DIRECTIONS FOR THIS TASK: Which lines of the records hold the string "AppError"? Report only how many of them there are.

MATERIAL TO PROCESS:
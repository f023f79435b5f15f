//! DreamShepherd database layer: connection pool, migrations, models, and
//! repositories.

pub mod models;
pub mod repositories;

use sqlx::postgres::PgPoolOptions;

pub type DbPool = sqlx::PgPool;

/// Create a connection pool from a database URL.
pub async fn create_pool(database_url: &str) -> Result<DbPool, sqlx::Error> {
    PgPoolOptions::new()
        .max_connections(20)
        .connect(database_url)
        .await
}

/// Verify the database is reachable.
pub async fn health_check(pool: &DbPool) -> Result<(), sqlx::Error> {
    sqlx::query("SELECT 1").execute(pool).await?;
    Ok(())
}

/// Apply pending migrations from the embedded `migrations/` directory.
pub async fn run_migrations(pool: &DbPool) -> Result<(), sqlx::migrate::MigrateError> {
    sqlx::migrate!("./migrations").run(pool).await
}
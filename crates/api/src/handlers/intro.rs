//! Handlers for anonymous intro sessions (`/auth/intro`).

use axum::extract::{Path, State};
use axum::http::StatusCode;
use axum::response::{IntoResponse, Response};
use axum::Json;

use dreamshepherd_core::email::normalize_email;
use dreamshepherd_core::error::CoreError;
use dreamshepherd_core::intro::{
    default_reminder, expiry_from_now, IntroPayload, DEFAULT_TTL_DAYS,
};
use dreamshepherd_db::models::intro_dreamer::{
    CreateIntroDreamer, IntroDreamerResponse, UpdateIntroDreamer,
};
use dreamshepherd_db::repositories::{DreamerRepo, IntroDreamerRepo};

use crate::auth::opaque::generate_temp_token;
use crate::error::AppResult;
use crate::state::AppState;

/// POST /api/v1/auth/intro
///
/// Create an intro session. When the payload carries an email that already
/// has a live session, that session is updated in place instead of creating
/// a duplicate; an email owned by a full account is refused.
pub async fn create_intro(
    State(state): State<AppState>,
    Json(payload): Json<IntroPayload>,
) -> AppResult<Response> {
    // 1. Validate, accumulating all violations.
    payload.validate_for_create().map_err(CoreError::Validation)?;

    let email = payload.email.as_deref().map(normalize_email);
    if let Some(email) = &email {
        // 2. An email with a full account cannot start over anonymously.
        if DreamerRepo::find_by_email(&state.pool, email).await?.is_some() {
            return Err(CoreError::DuplicateEmail.into());
        }

        // 3. Upsert: reuse the live session for this email if one exists.
        //    The reminder default applies to fresh sessions only; an omitted
        //    reminder here leaves whatever the session already scheduled.
        if let Some(existing) = IntroDreamerRepo::find_by_email(&state.pool, email).await? {
            let update = UpdateIntroDreamer {
                dream_title: payload.dream_title.clone(),
                dream_vision: payload.dream_vision.clone(),
                reminder_at: payload.reminder_at,
            };
            let mut updated = IntroDreamerRepo::update(&state.pool, existing.id, &update)
                .await?
                .ok_or(CoreError::NotFound { entity: "Intro session" })?;

            let new_expiry = expiry_from_now(DEFAULT_TTL_DAYS);
            IntroDreamerRepo::extend(&state.pool, updated.id, new_expiry).await?;
            updated.expires_at = new_expiry;

            tracing::info!(intro_id = updated.id, "Intro session reused by email");
            return Ok(
                (StatusCode::CREATED, Json(IntroDreamerResponse::from(updated))).into_response(),
            );
        }
    }

    // 4. Fresh session: mint a bearer token, default the reminder two days
    //    out, expire in thirty.
    let create = CreateIntroDreamer {
        email,
        temp_token: generate_temp_token(),
        dream_title: payload.dream_title.clone().unwrap_or_default(),
        dream_vision: payload.dream_vision.clone().unwrap_or_default(),
        reminder_at: Some(payload.reminder_at.unwrap_or_else(default_reminder)),
        expires_at: expiry_from_now(DEFAULT_TTL_DAYS),
    };
    let created = IntroDreamerRepo::create(&state.pool, &create).await?;
    tracing::info!(intro_id = created.id, "Intro session created");

    Ok((StatusCode::CREATED, Json(IntroDreamerResponse::from(created))).into_response())
}

/// GET /api/v1/auth/intro/{token}
///
/// Fetch a live session by bearer token. Counts as activity.
pub async fn get_intro(
    State(state): State<AppState>,
    Path(token): Path<String>,
) -> AppResult<Json<IntroDreamerResponse>> {
    let intro = IntroDreamerRepo::find_by_token(&state.pool, &token)
        .await?
        .ok_or(CoreError::NotFound { entity: "Intro session" })?;

    // Activity tracking must never fail the read.
    if let Err(err) = IntroDreamerRepo::touch_last_active(&state.pool, intro.id).await {
        tracing::warn!(intro_id = intro.id, error = %err, "Failed to touch last_active_at");
    }

    Ok(Json(intro.into()))
}

/// PUT /api/v1/auth/intro/{token}
///
/// Update a live session and push its expiry forward: a returning anonymous
/// user keeps their thirty-day window rolling.
pub async fn update_intro(
    State(state): State<AppState>,
    Path(token): Path<String>,
    Json(payload): Json<IntroPayload>,
) -> AppResult<Json<IntroDreamerResponse>> {
    payload.validate_for_update().map_err(CoreError::Validation)?;

    let intro = IntroDreamerRepo::find_by_token(&state.pool, &token)
        .await?
        .ok_or(CoreError::NotFound { entity: "Intro session" })?;

    let update = UpdateIntroDreamer {
        dream_title: payload.dream_title.clone(),
        dream_vision: payload.dream_vision.clone(),
        reminder_at: payload.reminder_at,
    };
    let mut updated = IntroDreamerRepo::update(&state.pool, intro.id, &update)
        .await?
        .ok_or(CoreError::NotFound { entity: "Intro session" })?;

    let new_expiry = expiry_from_now(DEFAULT_TTL_DAYS);
    IntroDreamerRepo::extend(&state.pool, updated.id, new_expiry).await?;
    updated.expires_at = new_expiry;

    Ok(Json(updated.into()))
}

/// POST /api/v1/auth/intro/{token}/prompt-shown
///
/// Record that the upgrade prompt was displayed. Idempotent, and silent
/// about whether the session exists.
pub async fn mark_prompt_shown(
    State(state): State<AppState>,
    Path(token): Path<String>,
) -> AppResult<StatusCode> {
    if let Some(intro) = IntroDreamerRepo::find_by_token(&state.pool, &token).await? {
        IntroDreamerRepo::mark_upgrade_prompt_shown(&state.pool, intro.id).await?;
    }
    Ok(StatusCode::NO_CONTENT)
}
//! DreamShepherd API server library.
//!
//! Exposes the core building blocks (config, state, error handling, auth,
//! routes) so integration tests and the binary entrypoint can both access
//! them.

pub mod auth;
pub mod background;
pub mod config;
pub mod error;
pub mod handlers;
pub mod middleware;
pub mod router;
pub mod routes;
pub mod state;
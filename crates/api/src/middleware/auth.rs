//! JWT-based authentication extractor for Axum handlers.

use axum::extract::FromRequestParts;
use axum::http::request::Parts;

use dreamshepherd_core::error::AuthError;
use dreamshepherd_db::models::dreamer::Dreamer;
use dreamshepherd_db::repositories::DreamerRepo;

use crate::auth::jwt::{self, TokenKind};
use crate::error::AppError;
use crate::state::AppState;

/// Authenticated dreamer extracted from a Bearer access token.
///
/// Beyond signature and expiry checks, the token's embedded `token_version`
/// must match the account's current counter. A logout or password reset bumps
/// the counter, so every older token is rejected here as revoked.
///
/// ```ignore
/// async fn my_handler(auth: AuthDreamer) -> AppResult<Json<DreamerResponse>> {
///     Ok(Json(auth.dreamer.into()))
/// }
/// ```
#[derive(Debug, Clone)]
pub struct AuthDreamer {
    pub dreamer: Dreamer,
}

impl FromRequestParts<AppState> for AuthDreamer {
    type Rejection = AppError;

    async fn from_request_parts(
        parts: &mut Parts,
        state: &AppState,
    ) -> Result<Self, Self::Rejection> {
        let auth_header = parts
            .headers
            .get("authorization")
            .and_then(|v| v.to_str().ok())
            .ok_or(AuthError::Malformed)?;

        let token = auth_header
            .strip_prefix("Bearer ")
            .ok_or(AuthError::Malformed)?;

        let claims = jwt::verify(&state.config.jwt, token, TokenKind::Access)?;

        let dreamer = DreamerRepo::find_by_id(&state.pool, claims.sub)
            .await?
            .ok_or(AuthError::Revoked)?;

        if dreamer.token_version != claims.token_version {
            return Err(AuthError::Revoked.into());
        }

        // Activity tracking must never fail the request.
        if let Err(err) = DreamerRepo::touch_last_active(&state.pool, dreamer.id).await {
            tracing::warn!(dreamer_id = dreamer.id, error = %err, "Failed to touch last_active_at");
        }

        Ok(AuthDreamer { dreamer })
    }
}
//! Dream slug derivation.
//!
//! Slugs are derived from the dream title and are unique per dreamer, not
//! globally.

/// Derive a URL slug from a dream title.
///
/// Convention: lowercase, whitespace runs become a single `-`, every other
/// non-alphanumeric character (except `_` and `-`) is dropped.
///
/// # Examples
///
/// ```
/// use dreamshepherd_core::naming::dream_slug;
///
/// assert_eq!(dream_slug("Learn guitar"), "learn-guitar");
/// assert_eq!(dream_slug("Run a 5K!"), "run-a-5k");
/// ```
pub fn dream_slug(title: &str) -> String {
    let mut slug = String::with_capacity(title.len());
    let mut last_was_sep = true;
    for ch in title.trim().to_lowercase().chars() {
        if ch.is_whitespace() {
            if !last_was_sep {
                slug.push('-');
                last_was_sep = true;
            }
        } else if ch.is_alphanumeric() || ch == '_' || ch == '-' {
            slug.push(ch);
            last_was_sep = false;
        }
    }
    while slug.ends_with('-') {
        slug.pop();
    }
    slug
}

#[cfg(test)]
mod tests {
    use super::*;

    #[test]
    fn simple_title() {
        assert_eq!(dream_slug("Learn guitar"), "learn-guitar");
    }

    #[test]
    fn strips_punctuation() {
        assert_eq!(dream_slug("Run a 5K!"), "run-a-5k");
        assert_eq!(dream_slug("Write (and finish) a novel"), "write-and-finish-a-novel");
    }

    #[test]
    fn collapses_whitespace_runs() {
        assert_eq!(dream_slug("Learn   guitar"), "learn-guitar");
    }

    #[test]
    fn trims_edges() {
        assert_eq!(dream_slug("  Learn guitar  "), "learn-guitar");
        assert_eq!(dream_slug("Learn guitar?"), "learn-guitar");
    }

    #[test]
    fn preserves_existing_separators() {
        assert_eq!(dream_slug("self_discipline - daily"), "self_discipline---daily");
    }

    #[test]
    fn empty_title() {
        assert_eq!(dream_slug(""), "");
    }
}
//! Authentication primitives: JWT issuance/verification, password hashing,
//! opaque single-use tokens, and the refresh cookie.

pub mod cookie;
pub mod jwt;
pub mod opaque;
pub mod password;
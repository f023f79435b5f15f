//! Intro session rules: payload limits, expiry, and reminder scheduling.
//!
//! The storage layer treats any row past its expiry as nonexistent; these
//! helpers encode the pure time-based rules so they can be tested without a
//! database.

use chrono::{Duration, Utc};
use serde::Deserialize;

use crate::email::is_valid_email;
use crate::types::Timestamp;

/// Maximum dream title length.
pub const MAX_TITLE_LEN: usize = 200;
/// Maximum dream vision length. Generous -- the vision is rich-text JSON.
pub const MAX_VISION_LEN: usize = 10_000;
/// Default intro session lifetime in days.
pub const DEFAULT_TTL_DAYS: i64 = 30;
/// Default reminder offset in days when the client does not pick one.
pub const DEFAULT_REMINDER_DAYS: i64 = 2;

/// Client payload for creating or updating an intro session.
#[derive(Debug, Clone, Default, Deserialize)]
#[serde(rename_all = "camelCase")]
pub struct IntroPayload {
    pub email: Option<String>,
    pub dream_title: Option<String>,
    pub dream_vision: Option<String>,
    pub reminder_at: Option<Timestamp>,
}

impl IntroPayload {
    /// Validate a creation payload, accumulating all violations.
    ///
    /// `dream_title` is required on creation; email stays optional.
    pub fn validate_for_create(&self) -> Result<(), Vec<String>> {
        let mut errors = Vec::new();
        match &self.dream_title {
            None => errors.push("Dream title is required".to_string()),
            Some(title) if title.trim().is_empty() => {
                errors.push("Dream title is required".to_string());
            }
            Some(_) => {}
        }
        self.check_common(&mut errors);
        if errors.is_empty() { Ok(()) } else { Err(errors) }
    }

    /// Validate an update payload. All fields are optional on update.
    pub fn validate_for_update(&self) -> Result<(), Vec<String>> {
        let mut errors = Vec::new();
        if let Some(title) = &self.dream_title {
            if title.trim().is_empty() {
                errors.push("Dream title cannot be empty".to_string());
            }
        }
        self.check_common(&mut errors);
        if errors.is_empty() { Ok(()) } else { Err(errors) }
    }

    fn check_common(&self, errors: &mut Vec<String>) {
        if let Some(title) = &self.dream_title {
            if title.chars().count() > MAX_TITLE_LEN {
                errors.push(format!("Dream title cannot exceed {MAX_TITLE_LEN} characters"));
            }
        }
        if let Some(vision) = &self.dream_vision {
            if vision.chars().count() > MAX_VISION_LEN {
                errors.push(format!("Vision cannot exceed {MAX_VISION_LEN} characters"));
            }
        }
        if let Some(email) = &self.email {
            if !is_valid_email(email) {
                errors.push("Please enter a valid email".to_string());
            }
        }
        if let Some(reminder) = self.reminder_at {
            if reminder <= Utc::now() {
                errors.push("Reminder must be set for a future date and time".to_string());
            }
        }
    }
}

/// Expiry timestamp for a session created or extended now.
pub fn expiry_from_now(days: i64) -> Timestamp {
    Utc::now() + Duration::days(days)
}

/// Default reminder timestamp when the client does not supply one.
pub fn default_reminder() -> Timestamp {
    Utc::now() + Duration::days(DEFAULT_REMINDER_DAYS)
}

/// Whether a session is logically expired at time `now`.
pub fn is_expired(expires_at: Timestamp, now: Timestamp) -> bool {
    expires_at <= now
}

/// Whether a reminder is due: a reminder time has arrived, it has not been
/// sent yet, and the session itself has not expired.
pub fn is_reminder_due(
    reminder_at: Option<Timestamp>,
    reminder_sent: bool,
    expires_at: Timestamp,
    now: Timestamp,
) -> bool {
    match reminder_at {
        Some(at) => at <= now && !reminder_sent && !is_expired(expires_at, now),
        None => false,
    }
}
use std::sync::Arc;

use crate::config::ServerConfig;

/// Shared application state available to all Axum handlers via `State<AppState>`.
///
/// This is cheaply cloneable (inner data is behind `Arc` or is already `Clone`).
#[derive(Clone)]
pub struct AppState {
    /// Database connection pool.
    pub pool: dreamshepherd_db::DbPool,
    /// Server configuration, including the injected JWT secret.
    pub config: Arc<ServerConfig>,
}
//! Refresh token cookie handling.
//!
//! The refresh token travels only in an `HttpOnly` cookie. It is never
//! included in a JSON response body on issuance paths.

use axum::http::header::{HeaderMap, HeaderValue, COOKIE};

/// Cookie name carrying the refresh JWT.
pub const REFRESH_COOKIE: &str = "refresh_token";

/// `Set-Cookie` value installing a refresh token.
pub fn refresh_cookie(token: &str, max_age_secs: i64, secure: bool) -> HeaderValue {
    build(token, max_age_secs, secure)
}

/// `Set-Cookie` value clearing the refresh token.
pub fn clear_refresh_cookie(secure: bool) -> HeaderValue {
    build("", 0, secure)
}

fn build(value: &str, max_age_secs: i64, secure: bool) -> HeaderValue {
    let secure_attr = if secure { "; Secure" } else { "" };
    let cookie = format!(
        "{REFRESH_COOKIE}={value}; Max-Age={max_age_secs}; Path=/; HttpOnly; SameSite=Strict{secure_attr}"
    );
    // JWT and attribute characters are always valid in a header value.
    HeaderValue::from_str(&cookie).expect("cookie header value is valid")
}

/// Pull the refresh token out of the request's `Cookie` header, if present.
pub fn extract_refresh_token(headers: &HeaderMap) -> Option<String> {
    let raw = headers.get(COOKIE)?.to_str().ok()?;
    raw.split(';').find_map(|pair| {
        let (name, value) = pair.trim().split_once('=')?;
        (name == REFRESH_COOKIE && !value.is_empty()).then(|| value.to_string())
    })
}

#[cfg(test)]
mod tests {
    use super::*;

    #[test]
    fn install_cookie_attributes() {
        let value = refresh_cookie("tok123", 604800, false);
        let s = value.to_str().unwrap();
        assert!(s.starts_with("refresh_token=tok123;"));
        assert!(s.contains("HttpOnly"));
        assert!(s.contains("SameSite=Strict"));
        assert!(s.contains("Max-Age=604800"));
        assert!(!s.contains("Secure"));
    }

    #[test]
    fn secure_flag_added_in_production() {
        let value = refresh_cookie("tok123", 60, true);
        assert!(value.to_str().unwrap().ends_with("; Secure"));
    }

    #[test]
    fn clear_cookie_empties_value() {
        let value = clear_refresh_cookie(false);
        let s = value.to_str().unwrap();
        assert!(s.starts_with("refresh_token=;"));
        assert!(s.contains("Max-Age=0"));
    }

    #[test]
    fn extracts_from_multi_cookie_header() {
        let mut headers = HeaderMap::new();
        headers.insert(
            COOKIE,
            HeaderValue::from_static("theme=dark; refresh_token=abc.def.ghi; other=1"),
        );
        assert_eq!(
            extract_refresh_token(&headers).as_deref(),
            Some("abc.def.ghi")
        );
    }

    #[test]
    fn missing_cookie_is_none() {
        let headers = HeaderMap::new();
        assert_eq!(extract_refresh_token(&headers), None);

        let mut headers = HeaderMap::new();
        headers.insert(COOKIE, HeaderValue::from_static("refresh_token="));
        assert_eq!(extract_refresh_token(&headers), None);
    }
}
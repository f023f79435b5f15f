use std::net::SocketAddr;
use std::sync::Arc;

use tracing_subscriber::{layer::SubscriberExt, util::SubscriberInitExt};

use dreamshepherd_api::config::ServerConfig;
use dreamshepherd_api::router::build_app_router;
use dreamshepherd_api::{background, state};

use state::AppState;

#[tokio::main]
async fn main() {
    dotenvy::dotenv().ok();

    // --- Tracing ---
    tracing_subscriber::registry()
        .with(
            tracing_subscriber::EnvFilter::try_from_default_env()
                .unwrap_or_else(|_| "dreamshepherd_api=debug,tower_http=debug".into()),
        )
        .with(tracing_subscriber::fmt::layer())
        .init();

    // --- Configuration ---
    let config = ServerConfig::from_env().expect("Invalid server configuration");
    tracing::info!(host = %config.host, port = %config.port, "Loaded server configuration");

    // --- Database ---
    let database_url = std::env::var("DATABASE_URL").expect("DATABASE_URL must be set");

    let pool = dreamshepherd_db::create_pool(&database_url)
        .await
        .expect("Failed to connect to database");
    tracing::info!("Database connection pool created");

    dreamshepherd_db::health_check(&pool)
        .await
        .expect("Database health check failed");
    tracing::info!("Database health check passed");

    dreamshepherd_db::run_migrations(&pool)
        .await
        .expect("Failed to run database migrations");
    tracing::info!("Database migrations applied");

    // --- Background sweep ---
    let sweep_handle = background::start_intro_sweep(pool.clone(), config.sweep_interval_secs);
    tracing::info!(
        interval_secs = config.sweep_interval_secs,
        "Intro session sweep started"
    );

    // --- App state & router ---
    let state = AppState {
        pool,
        config: Arc::new(config.clone()),
    };
    let app = build_app_router(state, &config);

    // --- Start server ---
    let addr = SocketAddr::new(
        config.host.parse().expect("Invalid HOST address"),
        config.port,
    );
    tracing::info!(%addr, "Starting server");

    let listener = tokio::net::TcpListener::bind(addr)
        .await
        .expect("Failed to bind to address");

    axum::serve(listener, app)
        .with_graceful_shutdown(shutdown_signal())
        .await
        .expect("Server error");

    // --- Post-shutdown cleanup ---
    tracing::info!("Server stopped accepting connections, cleaning up");

    sweep_handle.abort();
    tracing::info!("Intro session sweep stopped");

    tracing::info!("Graceful shutdown complete");
}

/// Wait for a termination signal to initiate graceful shutdown.
///
/// Handles both SIGINT (Ctrl-C) and SIGTERM (on Unix) so the server
/// shuts down cleanly whether stopped interactively or by a process
/// manager (e.g. systemd, Docker, Kubernetes).
async fn shutdown_signal() {
    let ctrl_c = async {
        tokio::signal::ctrl_c()
            .await
            .expect("Failed to install Ctrl-C handler");
    };

    #[cfg(unix)]
    let terminate = async {
        tokio::signal::unix::signal(tokio::signal::unix::SignalKind::terminate())
            .expect("Failed to install SIGTERM handler")
            .recv()
            .await;
    };

    #[cfg(not(unix))]
    let terminate = std::future::pending::<()>();

    tokio::select! {
        () = ctrl_c => {
            tracing::info!("Received SIGINT (Ctrl-C), starting graceful shutdown");
        }
        () = terminate => {
            tracing::info!("Received SIGTERM, starting graceful shutdown");
        }
    }
}
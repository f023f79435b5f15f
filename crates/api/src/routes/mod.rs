pub mod auth;
pub mod health;

use axum::Router;

use crate::state::AppState;

/// Build the `/api/v1` route tree.
///
/// Route hierarchy:
///
/// ```text
/// /auth/intro                          create intro session (public)
/// /auth/intro/{token}                  get, update (bearer token in path)
/// /auth/intro/{token}/prompt-shown     record upgrade prompt display
/// /auth/intro/{token}/upgrade          upgrade preview
///
/// /auth/register                       direct registration or upgrade
/// /auth/login                          login
/// /auth/refresh                        rotate tokens (cookie or body)
/// /auth/logout                         revoke all tokens
/// /auth/me                             authenticated profile
///
/// /auth/password-reset/request         mint reset token
/// /auth/password-reset/confirm         redeem reset token
/// /auth/verify-email                   redeem verification token
/// ```
pub fn api_routes() -> Router<AppState> {
    Router::new().nest("/auth", auth::router())
}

PROBLEM SOLUTION: 2